Интересно, но сама речка ото льда – полностью свободна! Это важно для Игоря, с его “норочьими делами”. Мы сворачиваем к речке и не спеша, внимательно осматривая каждую мелочь, шагаем по её берегам обратно, к устью…

Саратовский кордон. Ночь. Мы выходим из кордона. Игорь – покурить и послушать, я – просто послушать. Мы надолго замираем на высоком крыльце, прислушиваясь к настороженной тишине ночного леса.

– Тихо всё, – приглушённо говорит брат, – Аж в ушах звенит.

– Ну… – киваю я, – Филины не ухают! Странно это…

Саратовский кордон. Восьмое апреля. Утро. Мы начинаем свою работу с устья Саратовской…
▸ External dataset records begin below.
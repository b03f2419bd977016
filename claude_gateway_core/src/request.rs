//! The structured request that starts one agent invocation.
//!
//! Field names follow the JSON accepted by `POST /chat`, so the same type is
//! used by the HTTP layer for deserialisation and by the command builder.

use serde::{Deserialize, Deserializer, Serialize, Serializer};
use serde_json::{Map, Value};
use std::path::PathBuf;

fn default_model() -> Option<String> {
    Some("sonnet".to_string())
}

/// How the agent's `--debug` flag should be rendered.
///
/// Arrives on the wire as `true`, `false`, a category filter string, or `null`.
#[derive(Debug, Clone, Default, PartialEq, Eq)]
pub enum DebugMode {
    #[default]
    Off,
    On,
    Category(String),
}

impl Serialize for DebugMode {
    fn serialize<S>(&self, serializer: S) -> Result<S::Ok, S::Error>
    where
        S: Serializer,
    {
        match self {
            DebugMode::Off => serializer.serialize_bool(false),
            DebugMode::On => serializer.serialize_bool(true),
            DebugMode::Category(category) => serializer.serialize_str(category),
        }
    }
}

impl<'de> Deserialize<'de> for DebugMode {
    fn deserialize<D>(deserializer: D) -> Result<Self, D::Error>
    where
        D: Deserializer<'de>,
    {
        #[derive(Deserialize)]
        #[serde(untagged)]
        enum Raw {
            Flag(bool),
            Category(String),
        }

        Ok(match Option::<Raw>::deserialize(deserializer)? {
            None | Some(Raw::Flag(false)) => DebugMode::Off,
            Some(Raw::Flag(true)) => DebugMode::On,
            Some(Raw::Category(category)) => DebugMode::Category(category),
        })
    }
}

/// Parameters for a single agent run.
///
/// Only `prompt` and `cwd` are required. Every optional field left as `None`
/// (or `false`) means the corresponding CLI option is not passed at all.
#[derive(Debug, Clone, Serialize, Deserialize)]
pub struct InvocationRequest {
    pub prompt: String,
    pub cwd: PathBuf,

    #[serde(default = "default_model")]
    pub model: Option<String>,
    #[serde(default)]
    pub fallback_model: Option<String>,

    /// Session to resume.
    #[serde(default)]
    pub session_id: Option<String>,
    #[serde(default)]
    pub fork_session: Option<bool>,

    #[serde(default)]
    pub system_prompt: Option<String>,
    #[serde(default)]
    pub append_system_prompt: Option<String>,

    #[serde(default)]
    pub tools: Option<Vec<String>>,
    #[serde(default)]
    pub allowed_tools: Option<Vec<String>>,
    #[serde(default)]
    pub disallowed_tools: Option<Vec<String>>,

    #[serde(default)]
    pub permission_mode: Option<String>,

    #[serde(default)]
    pub mcp_config: Option<Vec<String>>,
    #[serde(default)]
    pub strict_mcp_config: Option<bool>,

    #[serde(default)]
    pub settings: Option<String>,
    #[serde(default)]
    pub add_dir: Option<Vec<String>>,

    #[serde(default)]
    pub debug: DebugMode,
    /// Accepted for compatibility; the agent always runs with `--verbose`.
    #[serde(default)]
    pub verbose: Option<bool>,

    #[serde(default)]
    pub json_schema: Option<Map<String, Value>>,
    #[serde(default)]
    pub agents: Option<Map<String, Value>>,
    #[serde(default)]
    pub plugin_dir: Option<Vec<String>>,
}

impl InvocationRequest {
    /// A request carrying only the required fields.
    pub fn new(prompt: impl Into<String>, cwd: impl Into<PathBuf>) -> Self {
        Self {
            prompt: prompt.into(),
            cwd: cwd.into(),
            model: None,
            fallback_model: None,
            session_id: None,
            fork_session: None,
            system_prompt: None,
            append_system_prompt: None,
            tools: None,
            allowed_tools: None,
            disallowed_tools: None,
            permission_mode: None,
            mcp_config: None,
            strict_mcp_config: None,
            settings: None,
            add_dir: None,
            debug: DebugMode::Off,
            verbose: None,
            json_schema: None,
            agents: None,
            plugin_dir: None,
        }
    }
}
За пару километров речки, Игорь находит пять перескоков норок!

– Ура! – радуется он, – Вот! На Саратовке есть норка!

– Здорово! – радуюсь я, за него, – О том, что здесь есть норка, из наших, “заповедниковских” – ещё никто не говорил!

Я, за Игоря, так рад…

А, ещё – мы видели уток! На сегодняшнем отрезке речки, мы подняли двенадцать больших крохалей!

Выше по речке – нам, пока, делать нечего. Там сплошь идут метровые стенки снега, вертикально обрывающиеся прямо в воду. По водичке, вдоль этого снежного берега – никак не пройти!

Мы отходим от речки. Здесь всё покрывает сплошная снежная целина. Мы шагаем по насту… Подворачиваем ближе к правому борту речной долины…

Обращённые на юг и восток, крутые и высокие склоны сопок, что стоят с западной стороны долины Саратовской, всегда раньше других открываются проталинами. Чем и привлекают к себе медведей со всей округи. По насту, мы виляем по просторным полянам речной долины, между массивами хвойников. Всё выше и выше по речной долине…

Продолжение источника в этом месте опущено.